GOAL OF THE EXERCISE => Give again the lines of the data from its first line through the line with "node wins outright;". Change nothing.

EXTRACTED DATA =>
+---+

//! Written-name resolution for annotation sites.
//!
//! During outline passes the host has not bound type references yet, so a
//! marker must be recognized from its written text plus the unit's import
//! table. The heuristic deliberately mirrors source-language scoping
//! without consulting a classpath:
//!
//! 1. a host-resolved binding on the annotation node wins outright;
//! 2. a fully-qualified written name matches exactly or not at all;
//! 3. an explicit single-type import binds the simple name, even when it
//!    binds it to something that is not a marker;
//! 4. a marker living in the unit's own package matches unqualified use;
//! 5. wildcard imports are tried in source order, first hit wins.

use graft_ast::{NodeArena, NodeIndex};

use crate::registry::{MarkerKind, TypeLibrary};

/// Resolve the marker named by `annotation` within `unit`, or `None` when
/// the written name does not denote a known marker.
pub fn resolve_marker(
    arena: &NodeArena,
    unit: NodeIndex,
    annotation: NodeIndex,
    library: &TypeLibrary,
) -> Option<MarkerKind> {
    let ann = arena.get_annotation(annotation)?;

    if ann.resolved_fqn.is_some() {
        let fqn = arena.resolve_atom(ann.resolved_fqn);
        return if library.contains(fqn) {
            MarkerKind::from_fqn(fqn)
        } else {
            None
        };
    }

    let written = arena.named_ref_text(ann.type_ref)?;
    if written.contains('.') {
        return if library.contains(&written) {
            MarkerKind::from_fqn(&written)
        } else {
            None
        };
    }

    let candidates = library.candidates_for_simple(&written);
    if candidates.is_empty() {
        return None;
    }

    let unit_data = arena.get_unit(unit)?;
    let suffix = format!(".{written}");

    // Explicit imports bind the simple name exclusively: a non-marker
    // explicit import shadows every other candidate.
    for import in unit_data.imports.iter() {
        let Some(data) = arena.get_import(import) else {
            continue;
        };
        if data.wildcard || data.qualified.is_none() {
            continue;
        }
        let qualified = arena.resolve_atom(data.qualified);
        if qualified.ends_with(&suffix) {
            return candidates
                .iter()
                .find(|&&fqn| fqn == qualified)
                .and_then(|&fqn| MarkerKind::from_fqn(fqn));
        }
    }

    if unit_data.package_name.is_some() {
        let package = arena.resolve_atom(unit_data.package_name);
        let local = format!("{package}.{written}");
        if let Some(&fqn) = candidates.iter().find(|&&fqn| fqn == local) {
            return MarkerKind::from_fqn(fqn);
        }
    }

    for import in unit_data.imports.iter() {
        let Some(data) = arena.get_import(import) else {
            continue;
        };
        if !data.wildcard || data.qualified.is_none() {
            continue;
        }
        let prefix = arena.resolve_atom(data.qualified);
        let expanded = format!("{prefix}.{written}");
        if let Some(&fqn) = candidates.iter().find(|&&fqn| fqn == expanded) {
            return MarkerKind::from_fqn(fqn);
        }
    }

    None
}

#[cfg(test)]
mod tests {
    use graft_ast::UnitBuilder;

    use super::*;
    use crate::registry::builtin_registry;

    #[test]
    fn qualified_written_name_matches_exactly() {
        let mut b = UnitBuilder::new("A.java", "com.example");
        let class = b.class("A");
        b.annotate(class, "graft.Cleanup");
        let (arena, unit) = b.finish();
        let ann = arena.get_type_decl(class).unwrap().annotations.iter().next().unwrap();
        assert_eq!(
            resolve_marker(&arena, unit, ann, builtin_registry().library()),
            Some(MarkerKind::Cleanup),
        );
    }

    #[test]
    fn simple_name_needs_an_import() {
        let mut b = UnitBuilder::new("A.java", "com.example");
        let class = b.class("A");
        b.annotate(class, "Cleanup");
        let (arena, unit) = b.finish();
        let ann = arena.get_type_decl(class).unwrap().annotations.iter().next().unwrap();
        assert_eq!(
            resolve_marker(&arena, unit, ann, builtin_registry().library()),
            None,
        );
    }

    #[test]
    fn explicit_import_binds_simple_name() {
        let mut b = UnitBuilder::new("A.java", "com.example");
        b.import("graft.Cleanup", false);
        let class = b.class("A");
        b.annotate(class, "Cleanup");
        let (arena, unit) = b.finish();
        let ann = arena.get_type_decl(class).unwrap().annotations.iter().next().unwrap();
        assert_eq!(
            resolve_marker(&arena, unit, ann, builtin_registry().library()),
            Some(MarkerKind::Cleanup),
        );
    }

    #[test]
    fn foreign_explicit_import_shadows_wildcard() {
        let mut b = UnitBuilder::new("A.java", "com.example");
        b.import("com.acme.Cleanup", false);
        b.import("graft", true);
        let class = b.class("A");
        b.annotate(class, "Cleanup");
        let (arena, unit) = b.finish();
        let ann = arena.get_type_decl(class).unwrap().annotations.iter().next().unwrap();
        assert_eq!(
            resolve_marker(&arena, unit, ann, builtin_registry().library()),
            None,
        );
    }

    #[test]
    fn wildcard_import_resolves_in_source_order() {
        let mut b = UnitBuilder::new("A.java", "com.example");
        b.import("graft", true);
        let class = b.class("A");
        b.annotate(class, "SneakyThrows");
        let (arena, unit) = b.finish();
        let ann = arena.get_type_decl(class).unwrap().annotations.iter().next().unwrap();
        assert_eq!(
            resolve_marker(&arena, unit, ann, builtin_registry().library()),
            Some(MarkerKind::SneakyThrows),
        );
    }

    #[test]
    fn host_resolved_binding_bypasses_imports() {
        let mut b = UnitBuilder::new("A.java", "com.example");
        let class = b.class("A");
        let ann = b.annotate(class, "Whatever");
        b.resolve_annotation(ann, "graft.PrintTree");
        let (arena, unit) = b.finish();
        assert_eq!(
            resolve_marker(&arena, unit, ann, builtin_registry().library()),
            Some(MarkerKind::PrintTree),
        );
    }
}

+---+

RESPONSE =>
//! Written-name resolution for annotation sites.
//!
//! During outline passes the host has not bound type references yet, so a
//! marker must be recognized from its written text plus the unit's import
//! table. The heuristic deliberately mirrors source-language scoping
//! without consulting a classpath:
//!
//! 1. a host-resolved binding on the annotation node wins outright;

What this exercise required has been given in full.